You are a hands-on technical leader who thrives in complex distributed systems, drives clarity in ambiguous environments, and raises the bar for operational excellence across the organization.

What You’ll Be Working On

  • Define and own the reliability architecture for a NeoCloud platform supporting GPU-dense, latency-sensitive, and large-scale distributed workloads

  • Design and evolve SLOs, SLIs, and error budgets that meaningfully balance reliability, velocity, and customer experience

  • Lead incident response strategy for high-severity events, including root cause analysis and long-term remediation

  • Architect and improve observability systems (metrics, logs, tracing) to support rapid detection and diagnosis at scale

  • Partner with Infrastructure, Networking, Hardware, and Platform teams to influence system design before production issues occur

  • Drive automation across provisioning, deployment, capacity management, and failure recovery

  • Establish best practices for on-call health, operational readiness, and production change management

  • Serve as a technical authority and mentor for senior and staff-level engineers across the SRE and infrastructure org

What You’ll Bring to the Team

  • 10+ years of experience operating and scaling large-scale distributed systems in production environments

  • Deep expertise in SRE principles: reliability modeling, incident management, toil reduction, and systems thinking

  • Strong background in cloud or infrastructure platforms (public cloud, private cloud, or NeoCloud environments)

  • Hands-on experience with Kubernetes and containerized workloads at scale

  • Proficiency in one or more programming languages (Go, Python, Rust, or similar) with production-grade code ownership

  • Strong understanding of Linux systems, networking fundamentals, and performance bottlenecks

  • Proven ability to lead through influence — setting direction across teams without direct authority

  • Exceptional communication skills, especially during high-stakes incidents and cross-functional decision-making

Bonus Points

  • Experience supporting GPU-based, AI/ML, or HPC workloads

  • Familiarity with bare-metal provisioning, hardware lifecycle management, or data center operations

  • Experience building or scaling a NeoCloud or cloud-adjacent platform from early growth to maturity

  • Background in capacity planning for GPU, storage, or high-throughput networking environments

  • Passion for sustainable infrastructure or next-generation cloud architectures

Benefits:

  • Industry competitive pay

  • Restricted Stock Units in a fast growing, well-funded technology company

  • Health insurance package options that include HDHP and PPO, vision, and dental for you and your dependents

  • Employer contributions to HSA accounts

  • Paid Parental Leave

  • Paid life insurance, short-term and long-term disability

  • Teladoc

  • 401(k) with a 100% match up to 4% of salary

  • Generous paid time off and holiday schedule

  • Cell phone reimbursement

  • Tuition reimbursement

  • Subscription to the Calm app

  • MetLife Legal

  • Company paid commuter benefit; $300 per month

Compensation:

Compensation will be paid in the range of $261,000 - $326,000 + Bonus.
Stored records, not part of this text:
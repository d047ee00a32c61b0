//! Feed fetching and parsing.
//!
//! The aggregator talks to feeds only through the [`FeedParser`] trait, so the
//! network can be swapped for a test double. [`http::HttpFeedParser`] is the
//! production implementation: it downloads a URL with `reqwest` and parses
//! RSS, Atom or JSON Feed documents with `feed-rs`.

pub mod http;

use crate::error::FeedError;
use crate::models::{Feed, FeedProbe};
use async_trait::async_trait;
use tracing::{info, instrument};

pub use http::HttpFeedParser;

/// Fetches a feed URL and returns its parsed contents.
#[async_trait]
pub trait FeedParser: Send + Sync {
    async fn parse(&self, url: &str) -> Result<Feed, FeedError>;
}

/// Fetch `url` once and summarize what it publishes.
///
/// Used to check a feed before adding it to the registry. Bypasses every cache.
#[instrument(level = "info", skip(parser))]
pub async fn probe(parser: &dyn FeedParser, url: &str) -> Result<FeedProbe, FeedError> {
    let feed = parser.parse(url).await?;
    info!(source = %feed.title, count = feed.items.len(), "Feed is valid");

    Ok(FeedProbe {
        valid: true,
        source: feed.title,
        articles: feed.items.len(),
        first_item_title: feed.items.first().map(|item| item.title.clone()),
    })
}

#[cfg(test)]
mod tests {
    use super::*;
    use crate::models::FeedItem;

    struct OneShot(Option<Feed>);

    #[async_trait]
    impl FeedParser for OneShot {
        async fn parse(&self, _url: &str) -> Result<Feed, FeedError> {
            self.0
                .clone()
                .ok_or(FeedError::Status(reqwest::StatusCode::NOT_FOUND))
        }
    }

    #[tokio::test]
    async fn test_probe_reports_first_item() {
        let parser = OneShot(Some(Feed {
            title: "Wire".to_string(),
            items: vec![
                FeedItem {
                    title: "First".to_string(),
                    ..Default::default()
                },
                FeedItem {
                    title: "Second".to_string(),
                    ..Default::default()
                },
            ],
        }));

        let probe = probe(&parser, "https://wire.example/rss").await.unwrap();
        assert!(probe.valid);
        assert_eq!(probe.source, "Wire");
        assert_eq!(probe.articles, 2);
        assert_eq!(probe.first_item_title.as_deref(), Some("First"));
    }

    #[tokio::test]
    async fn test_probe_propagates_failure() {
        let parser = OneShot(None);
        let err = probe(&parser, "https://gone.example/rss").await.unwrap_err();
        assert!(matches!(err, FeedError::Status(_)));
    }
}
//! Per-country news aggregation.
//!
//! [`Aggregator::aggregate`] looks up a country's feeds and spawns one task
//! per feed URL, bounded by a semaphore scoped to that call. Each task runs
//! the per-feed pipeline:
//!
//! 1. skip the URL if it is blacklisted
//! 2. serve a fresh [`ResultCache`] entry without locking
//! 3. on a miss, take the key's stampede lock and check the cache again
//! 4. fetch and parse; a failure blacklists the URL and contributes nothing
//! 5. keep the first `per_feed_cap` items, translating them when requested
//! 6. cache the articles and merge them into the shared result, up to `global_cap`
//!
//! Feeds contribute in completion order. Within a feed, item order is kept.

use crate::cache::{Blacklist, ResultCache};
use crate::config::{AggregatorConfig, AppConfig};
use crate::error::{AggregateError, RegistryError};
use crate::feeds::FeedParser;
use crate::languages::{is_english, normalize_language, source_language};
use crate::locks::StampedeLocks;
use crate::models::{Article, Feed, FeedItem};
use crate::registry::FeedRegistry;
use crate::translate::TranslationService;
use crate::utils::truncate_for_log;
use futures::future::join_all;
use std::sync::Arc;
use tokio::sync::{Mutex, Semaphore};
use tokio::task::JoinSet;
use tracing::{Instrument, Span, debug, error, info, instrument, warn};

/// Fetches, caches, translates and merges news for a country.
///
/// Cloning is cheap: clones share the caches, the stampede locks and the
/// collaborators, which is what lets concurrent calls for different
/// countries deduplicate work on shared feed URLs.
#[derive(Clone)]
pub struct Aggregator {
    registry: Arc<dyn FeedRegistry>,
    parser: Arc<dyn FeedParser>,
    translator: Option<TranslationService>,
    results: ResultCache,
    blacklist: Blacklist,
    locks: Arc<StampedeLocks>,
    limits: AggregatorConfig,
}

impl Aggregator {
    pub fn new(config: &AppConfig, registry: Arc<dyn FeedRegistry>, parser: Arc<dyn FeedParser>) -> Self {
        let caches = &config.cache;
        let locks = StampedeLocks::new(config.aggregator.lock_shards);
        debug!(shards = locks.shard_count(), limits = ?config.aggregator, "Building aggregator");
        Self {
            registry,
            parser,
            translator: None,
            results: ResultCache::new(caches.result_ttl(), caches.max_entries),
            blacklist: Blacklist::new(caches.blacklist_ttl(), caches.max_entries),
            locks: Arc::new(locks),
            limits: config.aggregator.clone(),
        }
    }

    /// Enable translation of non-English countries.
    pub fn with_translator(mut self, translator: TranslationService) -> Self {
        self.translator = Some(translator);
        self
    }

    fn per_feed_cap(&self) -> usize {
        self.limits.per_feed_cap.max(1)
    }

    fn global_cap(&self) -> usize {
        self.limits.global_cap.max(1)
    }

    /// Aggregate up to `global_cap` articles for `country`.
    ///
    /// Fails only when the country has no feeds, when the registry itself is
    /// unavailable, or when translation is needed but no translator is set.
    /// Broken feeds and failed translations degrade the result instead; an
    /// empty list is a valid outcome.
    #[instrument(level = "info", skip(self), fields(country = %country))]
    pub async fn aggregate(&self, country: &str, translate: bool) -> Result<Vec<Article>, AggregateError> {
        let country = country.trim().to_ascii_uppercase();
        let urls = match self.registry.feeds(&country).await {
            Ok(urls) => urls,
            Err(RegistryError::NoFeeds(_)) => {
                warn!("No feeds configured");
                return Err(AggregateError::NoFeedsConfigured(country));
            }
            Err(e) => return Err(e.into()),
        };
        let lang = self.translation_language(&country, translate)?;
        info!(feeds = urls.len(), lang = lang.unwrap_or("-"), "Fetching news");

        let global_cap = self.global_cap();
        let limiter = Arc::new(Semaphore::new(self.limits.max_concurrency.max(1)));
        let collected = Arc::new(Mutex::new(Vec::with_capacity(global_cap)));

        let mut tasks = JoinSet::new();
        for url in urls {
            let this = self.clone();
            let limiter = Arc::clone(&limiter);
            let collected = Arc::clone(&collected);
            tasks.spawn(
                async move {
                    // The semaphore is never closed
                    let Ok(_permit) = limiter.acquire_owned().await else {
                        return;
                    };
                    if collected.lock().await.len() >= global_cap {
                        debug!(%url, "Result already full; skipping feed");
                        return;
                    }

                    let articles = this.fetch_feed(&url, lang).await;
                    let added = merge_capped(&mut *collected.lock().await, &articles, global_cap);
                    debug!(%url, fetched = articles.len(), added, "Merged feed");
                }
                .instrument(Span::current()),
            );
        }

        while let Some(joined) = tasks.join_next().await {
            if let Err(e) = joined {
                error!(error = %e, "Feed task failed");
            }
        }

        let articles = std::mem::take(&mut *collected.lock().await);
        info!(count = articles.len(), "Aggregated news");
        Ok(articles)
    }

    /// The source language to translate from, or `None` when this run stays untranslated.
    fn translation_language(
        &self,
        country: &str,
        requested: bool,
    ) -> Result<Option<&'static str>, AggregateError> {
        if !requested {
            return Ok(None);
        }
        let Some(lang) = source_language(country) else {
            debug!("No translation language for country");
            return Ok(None);
        };
        if is_english(lang) {
            return Ok(None);
        }
        if self.translator.is_none() {
            error!(lang, "Translation requested without a configured translator");
            return Err(AggregateError::TranslatorUnconfigured);
        }
        Ok(Some(lang))
    }

    /// Run the per-feed pipeline. Never fails: a broken feed yields no articles.
    #[instrument(level = "info", skip(self), fields(url = %url))]
    async fn fetch_feed(&self, url: &str, lang: Option<&'static str>) -> Arc<Vec<Article>> {
        if self.blacklist.contains(url).await {
            debug!("Feed is blacklisted; skipping");
            return Arc::default();
        }

        let key = cache_key(url, lang);
        if let Some(cached) = self.results.get(&key).await {
            debug!(%key, "Result cache hit");
            return cached;
        }

        let _guard = self.locks.lock(&key).await;
        if let Some(cached) = self.results.get(&key).await {
            debug!(%key, "Result cache filled while waiting for lock");
            return cached;
        }
        if self.blacklist.contains(url).await {
            debug!("Feed failed while waiting for lock; skipping");
            return Arc::default();
        }

        let feed = match self.parser.parse(url).await {
            Ok(feed) => feed,
            Err(e) => {
                warn!(error = %e, "Failed to fetch/parse feed; blacklisting");
                self.blacklist.insert(url).await;
                return Arc::default();
            }
        };

        let articles = Arc::new(self.build_articles(&feed, lang).await);
        info!(
            source = %feed.title,
            count = articles.len(),
            translated = articles.iter().filter(|a| a.is_translated()).count(),
            "Fetched feed"
        );
        self.results.insert(key, Arc::clone(&articles)).await;
        articles
    }

    async fn build_articles(&self, feed: &Feed, lang: Option<&str>) -> Vec<Article> {
        let items = feed.items.iter().take(self.per_feed_cap());
        let (Some(lang), Some(translator)) = (lang, &self.translator) else {
            return items.map(|item| Article::from_item(item, &feed.title)).collect();
        };

        join_all(items.map(|item| translate_item(translator, item, &feed.title, lang))).await
    }
}

async fn translate_item(
    translator: &TranslationService,
    item: &FeedItem,
    source: &str,
    lang: &str,
) -> Article {
    let title = translate_or_original(translator, &item.title, lang).await;
    let description = if item.description.is_empty() {
        String::new()
    } else {
        translate_or_original(translator, &item.description, lang).await
    };
    Article::translated(item, source, title, description)
}

async fn translate_or_original(translator: &TranslationService, text: &str, lang: &str) -> String {
    match translator.translate(text, lang).await {
        Ok(translated) => translated,
        Err(e) => {
            warn!(
                lang,
                text = %truncate_for_log(text, 80),
                error = %e,
                "Translation failed; keeping original text"
            );
            text.to_string()
        }
    }
}

/// Translated and untranslated results of one feed are cached separately.
fn cache_key(url: &str, lang: Option<&str>) -> String {
    match lang {
        Some(lang) => format!("{url}|translated:{}", normalize_language(lang)),
        None => url.to_string(),
    }
}

/// Append as much of `batch` as fits under `cap`, returning how many were added.
fn merge_capped(collected: &mut Vec<Article>, batch: &[Article], cap: usize) -> usize {
    let room = cap.saturating_sub(collected.len()).min(batch.len());
    collected.extend_from_slice(&batch[..room]);
    room
}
Restricted Stock Units are included in all offers. Compensation to be determined by the applicant’s education, experience, knowledge, skills, and abilities, as well as internal equity and alignment with market data.

Crusoe is an Equal Opportunity Employer. Employment decisions are made without regard to race, color, religion, disability, genetic information, pregnancy, citizenship, marital status, sex/gender, sexual preference/ orientation, gender identity, age, veteran status, national origin, or any other status protected by law or regulation.